Der deutsche Soziologe Max Weber hat die von Marx entwickelte Konflikttheorie auf zahlreiche Konfliktfelder in der Gesellschaft übertragen. Ihm zufolge kämpfen nicht nur Klassen, sondern auch Statusgruppen, Regionen und andere Interessengruppen um Ressourcen. In ähnlicher Weise interpretieren Inflationsmodelle der politischen Ökonomie Inflation als Ausfluss von gesellschaftlichen Konflikten.[12] In eher heterogenen Gesellschaften treten diese Verteilungskonflikte deutlicher zutage, und durch Umverteilungseffekte kann die Politik selbst die Inflation ankurbeln. Dies gilt vor allem dann, wenn populistische Parteien an der Macht sind. Verschiedene gesellschaftliche Gruppen werden von den derzeitigen Trends – Digitalisierung, Alterung, Urbanisierung und die Umstellung auf eine CO2-neutrale Wirtschaft – in unterschiedlichem Maße betroffen sein. Daher werden sie zunehmend intensiver um ihre jeweiligen „legitimen“ Interessen und Besitzstände kämpfen. Wenn die Gesellschaft heterogener wird, wird auch die Parteienlandschaft stärker fragmentiert. Dadurch werden Kompromisse, bei denen jede Seite profitiert, und finanzielle Ausgleichsmechanismen zu immer wichtigeren Instrumenten für die Politik. Die damit einhergehenden Kosten lassen sich gut am Beispiel der deutschen Rentenpolitik in den vergangenen Jahren oder am im vergangenen Jahr vereinbarten Kohleausstieg illustrieren (Letzterer sieht über EUR 50 Mrd. für einen Sektor mit nicht einmal 50.000 Beschäftigten vor).

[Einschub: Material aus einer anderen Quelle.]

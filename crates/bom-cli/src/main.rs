//! BOM CLI - Command-line interface for the BOM graph
//!
//! Loads a bill-of-materials manifest into a fresh graph and answers
//! listing and containment queries against it.

use bom_core::Category;
use clap::{Parser, Subcommand};
use colored::Colorize;
use std::path::PathBuf;
use tracing_subscriber::{layer::SubscriberExt, util::SubscriberInitExt};

mod commands;
mod manifest;

#[derive(Parser)]
#[command(name = "bom")]
#[command(version)]
#[command(about = "Query parts and assemblies in a bill of materials", long_about = None)]
struct Cli {
    /// Enable verbose output
    #[arg(short, long, global = true)]
    verbose: bool,

    /// Manifest describing parts and relations
    #[arg(short, long, global = true, default_value = "bom.json")]
    manifest: PathBuf,

    /// Graph configuration (defaults to .bom/config.json beside the manifest)
    #[arg(short, long, global = true)]
    config: Option<PathBuf>,

    #[command(subcommand)]
    command: Commands,
}

#[derive(Subcommand)]
enum Commands {
    /// Write a default configuration
    Init {
        /// Directory to initialize (defaults to current directory)
        #[arg(default_value = ".")]
        path: PathBuf,
    },

    /// Show part and relation counts
    Status,

    /// List parts, optionally restricted to one category
    List {
        /// orphan, component, sub-assembly, top-level or assembly
        #[arg(long)]
        category: Option<String>,
    },

    /// Show every assembly containing a part
    Contains {
        /// Part id
        part: String,
    },

    /// Show every part below an assembly
    Descendants {
        /// Assembly id
        assembly: String,
    },

    /// Show the direct children of an assembly
    Children {
        /// Assembly id
        assembly: String,
    },

    /// Export the loaded graph to JSON
    Export {
        /// Output file
        #[arg(short, long, default_value = "bom-graph.json")]
        output: PathBuf,
    },

    /// Verify the classification index
    Check,
}

/// What `list` should show.
pub enum Listing {
    All,
    Assemblies,
    Category(Category),
}

fn parse_listing(category: Option<&str>) -> Result<Listing, bom_core::ParseCategoryError> {
    match category {
        None => Ok(Listing::All),
        Some(c) if c.eq_ignore_ascii_case("assembly") || c.eq_ignore_ascii_case("assemblies") => {
            Ok(Listing::Assemblies)
        }
        Some(c) => c.parse().map(Listing::Category),
    }
}

fn main() {
    let cli = Cli::parse();

    // Set up logging
    let filter = if cli.verbose { "debug" } else { "info" };
    tracing_subscriber::registry()
        .with(
            tracing_subscriber::fmt::layer()
                .with_writer(std::io::stderr)
                .with_target(false),
        )
        .with(tracing_subscriber::EnvFilter::new(filter))
        .init();

    let source = commands::Source {
        manifest: &cli.manifest,
        config: cli.config.as_deref(),
    };

    let result = match cli.command {
        Commands::Init { path } => commands::init(&path),
        Commands::Status => commands::status(&source),
        Commands::List { category } => match parse_listing(category.as_deref()) {
            Ok(listing) => commands::list(&source, listing),
            Err(e) => Err(e.into()),
        },
        Commands::Contains { part } => commands::contains(&source, &part),
        Commands::Descendants { assembly } => commands::descendants(&source, &assembly),
        Commands::Children { assembly } => commands::children(&source, &assembly),
        Commands::Export { output } => commands::export(&source, &output),
        Commands::Check => commands::check(&source),
    };

    if let Err(e) = result {
        eprintln!("{} {}", "error:".red().bold(), e);
        std::process::exit(1);
    }
}
//! Category transitions.
//!
//! A part's category is a function of the roles it has played. Gaining a
//! child and being placed under a parent are the only two events, and each
//! can only move a part forward:
//!
//! | role   | orphan           | component    | subAssembly | topLvlAssembly |
//! |--------|------------------|--------------|-------------|----------------|
//! | parent | topLvlAssembly   | subAssembly  | -           | -              |
//! | child  | component        | -            | -           | subAssembly    |

use crate::graph::{BomGraph, PartId};
use bom_core::{BomError, Category, Result};
use serde::{Deserialize, Serialize};
use tracing::debug;

/// The structural role a part just acquired.
#[derive(Debug, Clone, Copy, PartialEq, Eq, Serialize, Deserialize)]
#[serde(rename_all = "snake_case")]
pub enum Role {
    /// The part gained a child.
    Parent,

    /// The part was placed under a parent.
    Child,
}

/// What reclassification did to a part.
#[derive(Debug, Clone, Copy, PartialEq, Eq, Serialize, Deserialize)]
#[serde(rename_all = "snake_case")]
pub enum Transition {
    /// The part moved to a new category.
    Promoted { from: Category, to: Category },

    /// The part was already correctly classified.
    Unchanged(Category),
}

impl Transition {
    /// The category the part holds after the transition.
    pub fn category(self) -> Category {
        match self {
            Transition::Promoted { to, .. } => to,
            Transition::Unchanged(category) => category,
        }
    }
}

/// Returns the next category for `current` after acquiring `role`, or
/// `None` when no move is needed.
pub fn next_category(current: Category, role: Role) -> Option<Category> {
    match (role, current) {
        (Role::Parent, Category::Orphan) => Some(Category::TopLevelAssembly),
        (Role::Parent, Category::Component) => Some(Category::SubAssembly),
        (Role::Parent, Category::SubAssembly | Category::TopLevelAssembly) => None,
        (Role::Child, Category::Orphan) => Some(Category::Component),
        (Role::Child, Category::TopLevelAssembly) => Some(Category::SubAssembly),
        (Role::Child, Category::Component | Category::SubAssembly) => None,
    }
}

impl BomGraph {
    /// Applies the transition for `role` to a part, moving it between
    /// classification lists and updating its category together.
    pub(crate) fn reclassify(&mut self, id: PartId, role: Role) -> Result<Transition> {
        let current = self
            .get(id)
            .map(|part| part.category)
            .ok_or_else(|| BomError::IndexIntegrity(format!("part {:?}", id)))?;

        let Some(next) = next_category(current, role) else {
            return Ok(Transition::Unchanged(current));
        };

        self.index.relocate(id, current, next)?;
        self.graph[id].category = next;

        debug!(
            "Reclassified {} as {:?}: {} -> {}",
            self.graph[id].id, role, current, next
        );
        Ok(Transition::Promoted {
            from: current,
            to: next,
        })
    }
}

#[cfg(test)]
mod tests {
    use super::*;

    #[test]
    fn test_parent_transitions() {
        assert_eq!(
            next_category(Category::Orphan, Role::Parent),
            Some(Category::TopLevelAssembly)
        );
        assert_eq!(
            next_category(Category::Component, Role::Parent),
            Some(Category::SubAssembly)
        );
        assert_eq!(next_category(Category::SubAssembly, Role::Parent), None);
        assert_eq!(next_category(Category::TopLevelAssembly, Role::Parent), None);
    }

    #[test]
    fn test_child_transitions() {
        assert_eq!(
            next_category(Category::Orphan, Role::Child),
            Some(Category::Component)
        );
        assert_eq!(
            next_category(Category::TopLevelAssembly, Role::Child),
            Some(Category::SubAssembly)
        );
        assert_eq!(next_category(Category::Component, Role::Child), None);
        assert_eq!(next_category(Category::SubAssembly, Role::Child), None);
    }

    #[test]
    fn test_never_demotes_to_orphan() {
        for category in Category::ALL {
            for role in [Role::Parent, Role::Child] {
                assert_ne!(next_category(category, role), Some(Category::Orphan));
            }
        }
    }

    #[test]
    fn test_reclassify_moves_between_lists() {
        let mut graph = BomGraph::new();
        graph.create_part("p", "P", "").unwrap();
        let id = graph.get_index("p").unwrap();

        let first = graph.reclassify(id, Role::Child).unwrap();
        assert_eq!(
            first,
            Transition::Promoted {
                from: Category::Orphan,
                to: Category::Component
            }
        );

        let second = graph.reclassify(id, Role::Child).unwrap();
        assert_eq!(second, Transition::Unchanged(Category::Component));

        assert_eq!(graph.list_components().unwrap().len(), 1);
        assert!(graph.list_orphans().unwrap().is_empty());
        graph.check_index().unwrap();
    }
}
//! Edge types for the BOM graph.
//!
//! Every edge is a parent→child relation. The edge remembers which entry
//! point created it so exports can tell a first assembly from a later
//! attachment.

use serde::{Deserialize, Serialize};

/// The operation that produced a relation.
#[derive(Debug, Clone, Copy, PartialEq, Eq, Hash, Serialize, Deserialize)]
#[serde(rename_all = "snake_case")]
pub enum LinkKind {
    /// Added by `create_relation` (including redirected orphan attachments).
    Created,

    /// Added by `attach_existing` under an existing assembly.
    Attached,
}

impl std::fmt::Display for LinkKind {
    fn fmt(&self, f: &mut std::fmt::Formatter<'_>) -> std::fmt::Result {
        let s = match self {
            Self::Created => "created",
            Self::Attached => "attached",
        };
        write!(f, "{}", s)
    }
}

/// A parent→child edge.
#[derive(Debug, Clone, Serialize, Deserialize)]
pub struct Relation {
    pub kind: LinkKind,
}

impl Relation {
    /// Creates a new relation.
    pub fn new(kind: LinkKind) -> Self {
        Self { kind }
    }
}

/// A simplified relation for export.
#[derive(Debug, Clone, PartialEq, Eq, Serialize, Deserialize)]
pub struct RelationEdge {
    pub parent: String,
    pub child: String,
    pub kind: LinkKind,
}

Klimapolitik: Niemand will die Verluste infolge einer niedriger verlaufenden Transformationskurve tragen

Strukturelle Veränderungen wie die Globalisierung oder wahrscheinlich auch die Digitalisierung fördern den makroökonomischen Wohlstand. Insofern kann von den Gewinnern „verlangt“ werden, einen Teil ihrer Gewinne zur Finanzierung von Ausgleichszahlungen für die Verlierer zur Verfügung zu stellen, damit es idealerweise allen besser geht. Bei der ungünstigen demografischen Entwicklung gerät dieser Ansatz allerdings unter Druck, zumal er tendenziell das Potenzialwachstum senkt. Die zu verteilenden Gewinne werden also geringer. Die Umstellung auf eine CO2-neutrale Wirtschaft bedeutet für die volkswirtschaftliche Gesamtrechnung logischerweise, dass die Transformationskurve nach unten verschoben wird, weil weniger effiziente Energiequellen eingesetzt werden.[13] Damit müssen Verluste umverteilt werden und der Lebensstandard sinkt. Aus der Prospekttheorie wissen wir, dass Verluste für die Menschen absolut gesehen ein größeres Gewicht als Gewinne in gleicher absoluter Höhe haben.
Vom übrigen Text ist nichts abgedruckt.